(Beginning of Material shown)

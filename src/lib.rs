pub mod artifacts;
pub mod broker;
pub mod config;
pub mod engine;
pub mod error;
pub mod extract;
pub mod frontier;
pub mod llm;
pub mod progress;
pub mod proxy;
pub mod queue;
pub mod search;
pub mod service;
pub mod types;
pub mod utils;

pub use broker::{CancelOutcome, JobBroker, JobRepository, JobStatus};
pub use config::Settings;
pub use engine::{EngineContext, EngineDispatcher, EngineOutput};
pub use error::{EngineError, ExtractError, LlmError};
pub use extract::{ExtractedDocument, Extractor};
pub use frontier::{Frontier, ScopeFilter};
pub use llm::{LlmExtractor, ModelRegistry};
pub use progress::{CrawlState, ProgressTracker};
pub use proxy::ProxyRouter;
pub use queue::{EngineRequest, QueueManager};
pub use search::SearchCollector;
pub use service::{
    AppContext, CrawlService, ScrapeOutcome, ScrapeService, SearchOutcome, SearchService,
};
pub use types::{
    CrawlOptions, Engine, JobKind, JsonOptions, OutputFormat, ScopeStrategy, ScrapeOptions,
    SearchOptions, SearchProvider, SearchResult,
};
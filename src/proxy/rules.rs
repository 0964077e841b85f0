//! Proxy routing rules loaded from a JSON file.
//!
//! Each rule names a proxy plus exactly one matcher: an exact `url`, a
//! `pattern` glob over the full URL, or a `domain` glob over the hostname.
//! Precedence on lookup: url > pattern > domain.

use anyhow::{Context, Result, bail};
use regex::Regex;
use serde::Deserialize;
use std::path::Path;
use url::Url;

use crate::utils::glob;

#[derive(Debug, Deserialize)]
struct RawRule {
    #[serde(default)]
    url: Option<String>,
    #[serde(default)]
    pattern: Option<String>,
    #[serde(default)]
    domain: Option<String>,
    proxy: String,
}

#[derive(Debug)]
struct ExactRule {
    url: String,
    proxy: String,
}

#[derive(Debug)]
struct GlobRule {
    matcher: Regex,
    proxy: String,
}

/// Compiled rule set with precedence buckets.
#[derive(Debug, Default)]
pub struct RuleSet {
    exact: Vec<ExactRule>,
    patterns: Vec<GlobRule>,
    domains: Vec<GlobRule>,
}

impl RuleSet {
    /// Load and compile a rules file. Any malformed entry fails the whole
    /// load (`PROXY_UNAVAILABLE` at the router).
    pub fn load(path: &Path) -> Result<Self> {
        let raw = std::fs::read_to_string(path)
            .with_context(|| format!("reading {}", path.display()))?;
        Self::parse(&raw)
    }

    pub fn parse(raw: &str) -> Result<Self> {
        let rules: Vec<RawRule> = serde_json::from_str(raw).context("parsing proxy rules JSON")?;

        let mut set = Self::default();
        for (idx, rule) in rules.into_iter().enumerate() {
            if rule.proxy.trim().is_empty() {
                bail!("rule #{idx}: empty proxy");
            }
            Url::parse(&rule.proxy).with_context(|| format!("rule #{idx}: invalid proxy URL"))?;

            match (rule.url, rule.pattern, rule.domain) {
                (Some(url), None, None) => {
                    set.exact.push(ExactRule { url: url.to_ascii_lowercase(), proxy: rule.proxy });
                }
                (None, Some(pattern), None) => {
                    let matcher = glob::compile(&pattern)
                        .with_context(|| format!("rule #{idx}: bad pattern glob"))?;
                    set.patterns.push(GlobRule { matcher, proxy: rule.proxy });
                }
                (None, None, Some(domain)) => {
                    let matcher = glob::compile(&domain)
                        .with_context(|| format!("rule #{idx}: bad domain glob"))?;
                    set.domains.push(GlobRule { matcher, proxy: rule.proxy });
                }
                _ => bail!("rule #{idx}: exactly one of url/pattern/domain is required"),
            }
        }

        Ok(set)
    }

    /// Find the proxy for a target URL, if any rule matches.
    #[must_use]
    pub fn lookup(&self, target: &Url) -> Option<&str> {
        let full = target.as_str().to_ascii_lowercase();
        if let Some(rule) = self.exact.iter().find(|r| r.url == full) {
            return Some(&rule.proxy);
        }

        if let Some(rule) = self.patterns.iter().find(|r| r.matcher.is_match(target.as_str())) {
            return Some(&rule.proxy);
        }

        let host = target.host_str()?;
        self.domains
            .iter()
            .find(|r| r.matcher.is_match(host))
            .map(|r| r.proxy.as_str())
    }

    #[must_use]
    pub fn len(&self) -> usize {
        self.exact.len() + self.patterns.len() + self.domains.len()
    }

    #[must_use]
    pub fn is_empty(&self) -> bool {
        self.len() == 0
    }
}

#[cfg(test)]
mod tests {
    use super::*;

    const RULES: &str = r#"[
        {"url": "https://exact.example.com/page", "proxy": "http://p-exact:8080"},
        {"pattern": "https://*.shop.example.com/*", "proxy": "http://p-pattern:8080"},
        {"domain": "*.example.org", "proxy": "http://p-domain:8080"}
    ]"#;

    fn target(u: &str) -> Url {
        Url::parse(u).unwrap()
    }

    #[test]
    fn precedence_url_over_pattern_over_domain() {
        let set = RuleSet::parse(RULES).unwrap();
        assert_eq!(
            set.lookup(&target("https://exact.example.com/page")),
            Some("http://p-exact:8080")
        );
        assert_eq!(
            set.lookup(&target("https://eu.shop.example.com/cart")),
            Some("http://p-pattern:8080")
        );
        assert_eq!(
            set.lookup(&target("https://docs.example.org/intro")),
            Some("http://p-domain:8080")
        );
        assert_eq!(set.lookup(&target("https://unrelated.net/")), None);
    }

    #[test]
    fn exact_match_is_case_insensitive() {
        let set = RuleSet::parse(RULES).unwrap();
        assert_eq!(
            set.lookup(&target("https://EXACT.example.com/page")),
            Some("http://p-exact:8080")
        );
    }

    #[test]
    fn malformed_rules_fail_the_load() {
        assert!(RuleSet::parse("not json").is_err());
        assert!(RuleSet::parse(r#"[{"proxy": "http://p:1"}]"#).is_err());
        assert!(
            RuleSet::parse(r#"[{"url": "https://a", "domain": "b", "proxy": "http://p:1"}]"#)
                .is_err()
        );
        assert!(RuleSet::parse(r#"[{"domain": "x", "proxy": "not a url"}]"#).is_err());
    }
}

(End of Material shown)

[About this task] What you should output is every line of the records above, from the first through the line containing "pub struct RuleSet", unchanged.

[Solution for this exercise]
filename src/lib.rs
pub mod artifacts;
pub mod broker;
pub mod config;
pub mod engine;
pub mod error;
pub mod extract;
pub mod frontier;
pub mod llm;
pub mod progress;
pub mod proxy;
pub mod queue;
pub mod search;
pub mod service;
pub mod types;
pub mod utils;

pub use broker::{CancelOutcome, JobBroker, JobRepository, JobStatus};
pub use config::Settings;
pub use engine::{EngineContext, EngineDispatcher, EngineOutput};
pub use error::{EngineError, ExtractError, LlmError};
pub use extract::{ExtractedDocument, Extractor};
pub use frontier::{Frontier, ScopeFilter};
pub use llm::{LlmExtractor, ModelRegistry};
pub use progress::{CrawlState, ProgressTracker};
pub use proxy::ProxyRouter;
pub use queue::{EngineRequest, QueueManager};
pub use search::SearchCollector;
pub use service::{
    AppContext, CrawlService, ScrapeOutcome, ScrapeService, SearchOutcome, SearchService,
};
pub use types::{
    CrawlOptions, Engine, JobKind, JsonOptions, OutputFormat, ScopeStrategy, ScrapeOptions,
    SearchOptions, SearchProvider, SearchResult,
};
filename src/proxy/rules.rs
repository 0964077e841b85f0
//! Proxy routing rules loaded from a JSON file.
//!
//! Each rule names a proxy plus exactly one matcher: an exact `url`, a
//! `pattern` glob over the full URL, or a `domain` glob over the hostname.
//! Precedence on lookup: url > pattern > domain.

use anyhow::{Context, Result, bail};
use regex::Regex;
use serde::Deserialize;
use std::path::Path;
use url::Url;

use crate::utils::glob;

#[derive(Debug, Deserialize)]
struct RawRule {
    #[serde(default)]
    url: Option<String>,
    #[serde(default)]
    pattern: Option<String>,
    #[serde(default)]
    domain: Option<String>,
    proxy: String,
}

#[derive(Debug)]
struct ExactRule {
    url: String,
    proxy: String,
}

#[derive(Debug)]
struct GlobRule {
    matcher: Regex,
    proxy: String,
}

/// Compiled rule set with precedence buckets.
#[derive(Debug, Default)]
pub struct RuleSet {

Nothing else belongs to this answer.